Evolutionary divergence and length of repetitive sequences in sea urchin DNA.

Abstract

The organization of repetitive and single copy DNA sequences in sea urchin DNA has been examined with the single strand specific nuclease S1 from Aspergillus. Conditions and levels of enzyme were established so that single strand DNA was effectively digested while reassociated divergent repetitive duplexes remained enzyme resistant. About 25% of sea urchin DNA reassociates with repetitive kinetics to form S1 resistant duplexes of two distinct size classes derived from long and short repetitive sequences in the sea urchin genome. Fragments 2,000 nucleotides long were reassociated to Cot 20 and subjected to controlled digestion with S1 nuclease. About half of the resistant duplexes (13% of the DNA) are short, with a mode size of about 300 nucleotide pairs. This class exhibits significant sequence divergence, and principally consists of repetitive sequences which were interspersed with single copy sequences. About one-third of the long duplexes (4% of the DNA) are reduced in size after extensive S1 nuclease digestion to about 300 nucleotide pairs. About two-thirds of the long resistant duplexes (8% of the DNA) remains long after extensive SI nuclease digestion.
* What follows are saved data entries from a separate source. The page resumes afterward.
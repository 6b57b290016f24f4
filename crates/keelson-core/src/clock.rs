// ABOUTME: Wall-clock abstraction for heartbeat timestamps.
// ABOUTME: SystemClock reads UTC time; ManualClock is advanced explicitly by tests and simulations.

use std::fmt;
use std::sync::Arc;
use std::sync::atomic::{AtomicI64, Ordering};
use std::time::Duration;

use chrono::Utc;

/// Source of UTC milliseconds since the epoch.
pub trait Clock: Send + Sync + fmt::Debug {
    fn now_millis(&self) -> i64;
}

#[derive(Debug, Default, Clone, Copy)]
pub struct SystemClock;

impl Clock for SystemClock {
    fn now_millis(&self) -> i64 {
        Utc::now().timestamp_millis()
    }
}

/// A clock that only moves when told to. Clones share the same time.
#[derive(Debug, Clone)]
pub struct ManualClock {
    millis: Arc<AtomicI64>,
}

impl ManualClock {
    pub fn new(start_millis: i64) -> Self {
        Self {
            millis: Arc::new(AtomicI64::new(start_millis)),
        }
    }

    pub fn advance(&self, by: Duration) -> i64 {
        let delta = i64::try_from(by.as_millis()).unwrap_or(i64::MAX);
        self.millis.fetch_add(delta, Ordering::SeqCst) + delta
    }

    pub fn set(&self, millis: i64) {
        self.millis.store(millis, Ordering::SeqCst);
    }
}

impl Default for ManualClock {
    fn default() -> Self {
        Self::new(Utc::now().timestamp_millis())
    }
}

impl Clock for ManualClock {
    fn now_millis(&self) -> i64 {
        self.millis.load(Ordering::SeqCst)
    }
}
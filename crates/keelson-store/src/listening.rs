// ABOUTME: Object store decorator that reports every read, write, and listing to a listener.
// ABOUTME: RecordingTransactionListener keeps byte and call counters for tests and diagnostics.

use std::sync::Arc;
use std::sync::atomic::{AtomicU64, Ordering};

use chrono::{DateTime, Utc};

use crate::object_store::{ObjectStore, PersistMode, StoreError, StoreObjectAccessor};

/// Receives a callback for every transfer through a [`ListeningObjectStore`].
pub trait ObjectStoreTransactionListener: Send + Sync {
    fn record_query_out(&self, summary: &str, size: usize);
    fn record_data_out(&self, summary: &str, size: usize);
    fn record_data_in(&self, summary: &str, size: usize);
}

/// Counts bytes and calls in each direction.
#[derive(Debug, Default)]
pub struct RecordingTransactionListener {
    prefix: String,
    bytes_in: AtomicU64,
    bytes_out: AtomicU64,
    queries_out: AtomicU64,
    data_out: AtomicU64,
    data_in: AtomicU64,
}

impl RecordingTransactionListener {
    pub fn new(prefix: impl Into<String>) -> Self {
        Self {
            prefix: prefix.into(),
            ..Default::default()
        }
    }

    pub fn bytes_in(&self) -> u64 {
        self.bytes_in.load(Ordering::SeqCst)
    }

    pub fn bytes_out(&self) -> u64 {
        self.bytes_out.load(Ordering::SeqCst)
    }

    pub fn count_queries_out(&self) -> u64 {
        self.queries_out.load(Ordering::SeqCst)
    }

    pub fn count_data_out(&self) -> u64 {
        self.data_out.load(Ordering::SeqCst)
    }

    pub fn count_data_in(&self) -> u64 {
        self.data_in.load(Ordering::SeqCst)
    }

    pub fn reset(&self) {
        for counter in [
            &self.bytes_in,
            &self.bytes_out,
            &self.queries_out,
            &self.data_out,
            &self.data_in,
        ] {
            counter.store(0, Ordering::SeqCst);
        }
    }
}

impl ObjectStoreTransactionListener for RecordingTransactionListener {
    fn record_query_out(&self, summary: &str, size: usize) {
        self.bytes_out.fetch_add(size as u64, Ordering::SeqCst);
        self.queries_out.fetch_add(1, Ordering::SeqCst);
        tracing::debug!(prefix = %self.prefix, summary, size, "store query out");
    }

    fn record_data_out(&self, summary: &str, size: usize) {
        self.bytes_out.fetch_add(size as u64, Ordering::SeqCst);
        self.data_out.fetch_add(1, Ordering::SeqCst);
        tracing::debug!(prefix = %self.prefix, summary, size, "store data out");
    }

    fn record_data_in(&self, summary: &str, size: usize) {
        self.bytes_in.fetch_add(size as u64, Ordering::SeqCst);
        self.data_in.fetch_add(1, Ordering::SeqCst);
        tracing::debug!(prefix = %self.prefix, summary, size, "store data in");
    }
}

/// Wraps another store and reports traffic to a listener.
pub struct ListeningObjectStore {
    delegate: Arc<dyn ObjectStore>,
    listener: Arc<dyn ObjectStoreTransactionListener>,
}

impl ListeningObjectStore {
    pub fn new(
        delegate: Arc<dyn ObjectStore>,
        listener: Arc<dyn ObjectStoreTransactionListener>,
    ) -> Self {
        Self { delegate, listener }
    }
}

impl ObjectStore for ListeningObjectStore {
    fn summary_name(&self) -> String {
        format!("listening {}", self.delegate.summary_name())
    }

    fn prepare_for_use(&self, mode: PersistMode) -> Result<(), StoreError> {
        self.delegate.prepare_for_use(mode)
    }

    fn create_sub_path(&self, sub_path: &str) -> Result<(), StoreError> {
        self.listener
            .record_query_out(&format!("creating path {}", sub_path), sub_path.len());
        self.delegate.create_sub_path(sub_path)
    }

    fn new_accessor(&self, path: &str) -> Result<Box<dyn StoreObjectAccessor>, StoreError> {
        Ok(Box::new(ListeningAccessor {
            delegate: self.delegate.new_accessor(path)?,
            listener: Arc::clone(&self.listener),
        }))
    }

    fn list_contents_with_sub_path(&self, sub_path: &str) -> Result<Vec<String>, StoreError> {
        self.listener
            .record_query_out(&format!("requesting list {}", sub_path), sub_path.len());
        let names = self.delegate.list_contents_with_sub_path(sub_path)?;
        let size: usize = names.iter().map(String::len).sum();
        self.listener
            .record_data_in(&format!("receiving list {}", sub_path), size);
        Ok(names)
    }

    fn delete_completely(&self) -> Result<(), StoreError> {
        self.listener.record_data_out("deleting completely", 0);
        self.delegate.delete_completely()
    }

    fn close(&self) {
        self.delegate.close();
    }
}

struct ListeningAccessor {
    delegate: Box<dyn StoreObjectAccessor>,
    listener: Arc<dyn ObjectStoreTransactionListener>,
}

impl StoreObjectAccessor for ListeningAccessor {
    fn path(&self) -> &str {
        self.delegate.path()
    }

    fn get(&self) -> Result<Option<String>, StoreError> {
        let path = self.delegate.path();
        self.listener
            .record_query_out(&format!("requesting {}", path), path.len());
        let result = self.delegate.get()?;
        let size = result.as_ref().map(String::len).unwrap_or(0);
        self.listener
            .record_data_in(&format!("reading {}", path), size);
        Ok(result)
    }

    fn put(&self, contents: &str) -> Result<(), StoreError> {
        self.listener
            .record_data_out(&format!("writing {}", self.delegate.path()), contents.len());
        self.delegate.put(contents)
    }

    fn append(&self, contents: &str) -> Result<(), StoreError> {
        self.listener
            .record_data_out(&format!("appending {}", self.delegate.path()), contents.len());
        self.delegate.append(contents)
    }

    fn delete(&self) -> Result<(), StoreError> {
        let path = self.delegate.path();
        self.listener
            .record_query_out(&format!("deleting {}", path), path.len());
        self.delegate.delete()
    }

    fn exists(&self) -> Result<bool, StoreError> {
        let path = self.delegate.path();
        self.listener
            .record_query_out(&format!("checking exists {}", path), path.len());
        self.delegate.exists()
    }

    fn last_modified(&self) -> Result<Option<DateTime<Utc>>, StoreError> {
        let path = self.delegate.path();
        self.listener
            .record_query_out(&format!("requesting modified date {}", path), path.len());
        self.delegate.last_modified()
    }
}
These long reassociated duplexes are precisely base paired. The short duplexes are imprecisely paired with a melting temperature about 9 degrees C below that of precisely paired duplexes of the same length. The relationship between length of repetitive duplex and precision of repetition is confirmed by an independent method and has been observed in the DNA of a number of species over a wide phylogenetic area.